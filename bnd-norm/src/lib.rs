//! bnd-norm — C API surface → normalized binding descriptors.
//!
//! Takes the declarations extracted from a C header (enums, typedefs,
//! functions), merges them with an explicit overlay, a scraped documentation
//! table and enrichment from an independent set of bindings, and produces one
//! consistently named descriptor per declaration.  The descriptors are
//! grouped into output units and handed to an [`emit::Emitter`].
//!
//! # Quick start
//!
//! Normalize and write one manifest per output unit (suitable for `build.rs`):
//!
//! ```no_run
//! use std::path::Path;
//!
//! // Reads config TOML, normalizes the header dump, writes the manifests.
//! bnd_norm::run(Path::new("bnd-norm.toml"), None).unwrap();
//! ```
//!
//! Or get the descriptors without writing to disk:
//!
//! ```no_run
//! use std::path::Path;
//!
//! let generated = bnd_norm::generate(Path::new("bnd-norm.toml")).unwrap();
//! for f in &generated.api.functions {
//!     println!("{} -> {}", f.c_name, f.binding_name);
//! }
//! ```

use std::path::{Path, PathBuf};

use anyhow::{Context, Result};
use tracing::info;

pub mod classify;
pub mod config;
pub mod emit;
pub mod enrich;
pub mod error;
pub mod model;
pub mod normalize;
pub mod overlay;
pub mod segment;
pub mod types;

pub use error::NormalizeError;

/// Output of one normalization pass.
#[derive(Debug, Clone)]
pub struct Generated {
    pub api: model::NormalizedApi,
    /// The overlay store after derived values were filled in.  Feeding it
    /// back as the explicit overlay reproduces the same descriptors.
    pub overlay: overlay::OverlayStore,
}

/// Run the full pipeline: load config, normalize, emit the manifests, and
/// optionally write the filled overlay.
///
/// `output` optionally overrides the output directory from the config.
///
/// Returns the directory the manifests were written to.
pub fn run(config_path: &Path, output: Option<&Path>) -> Result<PathBuf> {
    run_with_overlay(config_path, output, None)
}

/// [`run`], with an explicit destination for the filled overlay store that
/// takes precedence over `output.overlay`.
pub fn run_with_overlay(
    config_path: &Path,
    output: Option<&Path>,
    write_overlay: Option<&Path>,
) -> Result<PathBuf> {
    let cfg = config::load_config(config_path)
        .with_context(|| format!("loading config from {}", config_path.display()))?;

    let base_dir = config_path.parent().unwrap_or_else(|| Path::new("."));

    let generated = generate_from_config(&cfg, base_dir)?;

    let output_dir = match output {
        Some(p) => p.to_path_buf(),
        None => base_dir.join(&cfg.output.dir),
    };
    let plan = emit::EmissionPlan::build(&generated.api, &cfg.naming)?;
    let mut emitter = emit::ManifestEmitter::new(&output_dir)?;
    let units = plan.emit_all(&mut emitter)?;
    info!(dir = %output_dir.display(), units, "wrote manifests");

    let overlay_path = match write_overlay {
        Some(p) => Some(p.to_path_buf()),
        None => cfg.output.overlay.as_ref().map(|p| base_dir.join(p)),
    };
    if let Some(path) = overlay_path {
        let text = generated.overlay.to_toml()?;
        std::fs::write(&path, &text)
            .with_context(|| format!("writing overlay to {}", path.display()))?;
        info!(
            path = %path.display(),
            enums = generated.overlay.enums.len(),
            functions = generated.overlay.functions.len(),
            "wrote overlay"
        );
    }

    Ok(output_dir)
}

/// Parse a `bnd-norm.toml` config file and normalize the referenced header
/// dump without writing anything to disk.
pub fn generate(config_path: &Path) -> Result<Generated> {
    let cfg = config::load_config(config_path)
        .with_context(|| format!("loading config from {}", config_path.display()))?;

    let base_dir = config_path.parent().unwrap_or_else(|| Path::new("."));

    generate_from_config(&cfg, base_dir)
}

/// Normalize from an already-loaded [`config::Config`].
///
/// `base_dir` is the directory relative to which input paths in the config
/// are resolved (typically the parent directory of the TOML file).
pub fn generate_from_config(cfg: &config::Config, base_dir: &Path) -> Result<Generated> {
    let resolve = |p: &Path| config::resolve_input(p, base_dir, &cfg.search_paths);

    let header = model::load_header(&resolve(&cfg.input.header))?;
    info!(
        enums = header.enums.len(),
        typedefs = header.typedefs.len(),
        functions = header.functions.len(),
        "loaded header dump"
    );

    let mut overlay = match &cfg.input.overlay {
        Some(p) => overlay::OverlayStore::load(&resolve(p))?,
        None => overlay::OverlayStore::default(),
    };
    let docs = match &cfg.input.docs {
        Some(p) => overlay::DocIndex::load(&resolve(p))?,
        None => overlay::DocIndex::default(),
    };
    let enrichment = match &cfg.input.enrichment {
        Some(p) => enrich::Enrichment::load(&resolve(p))?,
        None => enrich::Enrichment::default(),
    };

    let rules = segment::RuleSet::current();
    let mut types = types::TypeMapper::with_base_table(&cfg.naming, &cfg.types);
    let normalizer = normalize::Normalizer::new(
        &cfg.naming,
        &rules,
        &docs,
        enrichment.index(&cfg.naming.prefix),
    );
    let api = normalizer
        .run(&header, &mut overlay, &mut types)
        .context("normalization failed")?;

    info!(
        rules_version = rules.version,
        enums = api.enums.len(),
        functions = api.functions.len(),
        "normalized"
    );

    Ok(Generated { api, overlay })
}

****

### What to do
Within the material above, find every line containing the word "build" and copy it.

### Solution to this task
//! Normalize and write one manifest per output unit (suitable for `build.rs`):
    let plan = emit::EmissionPlan::build(&generated.api, &cfg.naming)?;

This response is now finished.